Carving Out Flow

I work on basswood. It’s the best wood for carving, because of its fine grain and degree of softness for chisels.

I use blocks of basswood, that have been carefully milled smooth, as canvases for my carved paintings. I plan with positive and negative spaces a lot, because what is in relief gets ink rolled and painted on it, and what’s carved away gets a different treatment and does not.

I also have a special technique that helps me get inspired.

Embracing the “Art Nap”

When beginning a new painting, I look at others’ art and often take an “art nap.” I get in bed with the lights off as if I were about to sleep, but instead of sleeping, I relax deeply and think about colors, technical processes, layers, and expressing ideas and emotions in the ways that make sense to me and my inspiration.

Almost always, after about an hour, I have something that’s firing my creativity and I make sketches. After this preliminary work, I’m ready to dive into art deliciousness. I commit to the first strokes carving into the basswood, and then I work as if I am one with the art. I’m having a beautiful conversation with what my eyes see and create.

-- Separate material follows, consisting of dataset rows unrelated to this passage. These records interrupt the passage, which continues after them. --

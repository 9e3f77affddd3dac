use crate::events::model::PlacementEvent;
use crate::foundation::error::{TimelapseError, TimelapseResult};

/// Page size used when collecting events from a source.
pub const DEFAULT_PAGE_SIZE: usize = 1000;

/// Paging producer of timestamp-ordered placement events.
///
/// `total` may grow between calls: rows appended while a run is collecting are picked up by
/// [`collect_events`] rather than treated as an error.
pub trait EventSource {
    /// Current number of events available.
    fn total(&mut self) -> TimelapseResult<u64>;
    /// Up to `limit` events starting at `offset`, ordered by timestamp.
    fn page(&mut self, offset: u64, limit: usize) -> TimelapseResult<Vec<PlacementEvent>>;
}

/// Drain `source` page by page into one ordered vector.
#[tracing::instrument(skip(source))]
pub fn collect_events(
    source: &mut dyn EventSource,
    page_size: usize,
) -> TimelapseResult<Vec<PlacementEvent>> {
    if page_size == 0 {
        return Err(TimelapseError::validation("page size must be non-zero"));
    }

    let mut total = source.total()?;
    tracing::info!(total, page_size, "collecting placement events");

    let mut out = Vec::with_capacity(total.min(1 << 20) as usize);
    let mut offset = 0u64;
    while offset < total {
        let page = source.page(offset, page_size)?;
        if page.is_empty() {
            tracing::debug!(offset, total, "source returned an empty page, stopping");
            break;
        }
        offset += page.len() as u64;
        out.extend(page);

        total = source.total()?;
        tracing::info!("collected {} of {} events", out.len(), total);
    }

    Ok(out)
}

/// Source backed by an in-memory vector.
#[derive(Clone, Debug, Default)]
pub struct MemorySource {
    events: Vec<PlacementEvent>,
}

impl MemorySource {
    /// Wrap `events`, stable-sorting them by timestamp.
    pub fn new(mut events: Vec<PlacementEvent>) -> Self {
        events.sort_by_key(|e| e.timestamp);
        Self { events }
    }

    /// Append more events (kept in timestamp order).
    pub fn push(&mut self, ev: PlacementEvent) {
        let at = self.events.partition_point(|e| e.timestamp <= ev.timestamp);
        self.events.insert(at, ev);
    }

    /// Borrow the ordered events.
    pub fn events(&self) -> &[PlacementEvent] {
        &self.events
    }
}

impl EventSource for MemorySource {
    fn total(&mut self) -> TimelapseResult<u64> {
        Ok(self.events.len() as u64)
    }

    fn page(&mut self, offset: u64, limit: usize) -> TimelapseResult<Vec<PlacementEvent>> {
        let start = usize::try_from(offset)
            .unwrap_or(usize::MAX)
            .min(self.events.len());
        let end = start.saturating_add(limit).min(self.events.len());
        Ok(self.events[start..end].to_vec())
    }
}

#[cfg(test)]
#[path = "../../tests/unit/events/source.rs"]
mod tests;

I know I can manipulate my process, but it’s certainly not easy! I can destroy the work if I’m not careful. This is a challenge that is not too hard, but not too easy either. I lose track of time, my attention is crystal clear, and I feel alive! Have you had a delectable experience doing something that made you feel alive?

Finding Flow

In the 1970’s, Mihaly Csikszentmihalyi, a Hungarian-American psychologist, was studying people’s choice to give up material goods for the elusive experience of performing enjoyable acts. He coined the term “flow,” which could be understood as “being in the zone,” of being fully engaged in an activity that is vivid and bright. It’s when we lose ourselves in the moment.

Quoting Dr. Jud Brewer’s current therapy module “Finding Our Flow” in his online app Unwinding Anxiety, a flow experience has the following characteristics:

  1. Concentration focused and grounded in the present moment.
  2. The merging of action and awareness.
  3. A loss of reflective self-consciousness.
  4. A sense that one can deal with whatever arises in a given situation because one’s practice has become a form of implicit embodied knowledge.
  5. One’s subjective experience of time is altered, such that the present is continuously unfolding.
  6. An experience of the activity as intrinsically rewarding.

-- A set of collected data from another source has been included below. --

use chrono::{DateTime, NaiveDateTime, Utc};

use crate::foundation::error::{TimelapseError, TimelapseResult};

/// Grid coordinate of a placement, in tile units.
#[derive(
    Clone, Copy, Debug, PartialEq, Eq, PartialOrd, Ord, Hash, serde::Serialize, serde::Deserialize,
)]
pub struct Cell {
    /// Column.
    pub x: i64,
    /// Row.
    pub y: i64,
}

/// One timestamped tile placement.
///
/// `texture` is a lower-case identifier such as `red_concrete`; the asset layout maps it to a
/// file on disk.
#[derive(Clone, Debug, PartialEq, Eq, serde::Serialize, serde::Deserialize)]
pub struct PlacementEvent {
    /// When the placement happened. Not necessarily unique.
    pub timestamp: DateTime<Utc>,
    /// Column in tile units.
    pub x: i64,
    /// Row in tile units.
    pub y: i64,
    /// Texture identifier.
    #[serde(rename = "c")]
    pub texture: String,
}

impl PlacementEvent {
    /// Build an event, normalizing the texture identifier to lower case.
    pub fn new(timestamp: DateTime<Utc>, x: i64, y: i64, texture: impl AsRef<str>) -> Self {
        Self {
            timestamp,
            x,
            y,
            texture: texture.as_ref().trim().to_ascii_lowercase(),
        }
    }

    /// Grid cell this event paints.
    pub fn cell(&self) -> Cell {
        Cell {
            x: self.x,
            y: self.y,
        }
    }
}

const NAIVE_FORMATS: &[&str] = &[
    "%Y-%m-%dT%H:%M:%S%.f",
    "%Y-%m-%d %H:%M:%S%.f",
    "%Y-%m-%dT%H:%M:%S",
    "%Y-%m-%d %H:%M:%S",
];

/// Parse a placement timestamp.
///
/// Accepts RFC 3339 (with offset) and offset-less ISO-like forms with `T` or space separators
/// and optional fractional seconds. Offset-less values are taken as UTC.
pub fn parse_timestamp(raw: &str) -> TimelapseResult<DateTime<Utc>> {
    let raw = raw.trim();
    if let Ok(dt) = DateTime::parse_from_rfc3339(raw) {
        return Ok(dt.with_timezone(&Utc));
    }
    for fmt in NAIVE_FORMATS {
        if let Ok(naive) = NaiveDateTime::parse_from_str(raw, fmt) {
            return Ok(naive.and_utc());
        }
    }
    Err(TimelapseError::data_source(format!(
        "unrecognized timestamp '{raw}'"
    )))
}

#[cfg(test)]
#[path = "../../tests/unit/events/model.rs"]
mod tests;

Flow can be found in any experience that has these characteristics, such as playing music, writing, working on projects, doing athletics, or performing.

Dr. Brewer notes that the part of the brain that’s activated when we think about anxious and fearful stories about ourselves, the posterior cingulate cortex, gets quiet in flow, as it does in meditation. To quote Csikszentmihalyi:

“In principle any skill or discipline one can master on one’s own will serve: meditation and prayer if one is so inclined.”

He continues:

“The important thing, however, is the attitude toward these disciplines. If one prays in order to be holy, or exercises to develop strong pectoral muscles, or learns to be knowledgeable, then a great deal of the benefit is lost. The important thing is to enjoy the activity for its own sake, and to know that what matters is not the result, but the control one’s acquiring over one’s attention.”

The more we look for flow, the more it eludes us. We cannot look for an external reward – that won’t work. We have to drop the goal and focus on the process!

The Process of Art

The process of art is something that I’m keenly interested in helping others engage with. I led a couple of workshops with a colleague, Christine Merritt, who focused on spiritual meditations, as I focused on artwork meditations during Advent, and later for Lent.

The participants were “co-creators with God” as they carved basswood woodblocks for black ink woodblock prints on white paper. Each participant created unique variations on chosen themes of Christmas trees, a bird on a branch, or a Madonna and Child. During the wrap-up, several participants shared that their time of spiritual guidance brought about great peace and deep happiness connecting to the art process.

We experienced artistic flow together as a group!

Advent Woodblock Printmaking Retreat

Adding Flow to Your Life

So, how do we bring more flow more often into our lives? We’ll know it when we are in an activity that produces the opposite of self-consciousness, fear, and anxiety: an activity of curiosity and joy that we get lost in!

Flow brings many health benefits by helping us have hope and resilience during life’s sometimes ponderous physical, mental, and spiritual challenges and difficulties. My day job helps support my art habit, because I live for experiencing artistic flow.

As in my case with art, perhaps your own flow experiences can light the way to more meaning and purpose in your life.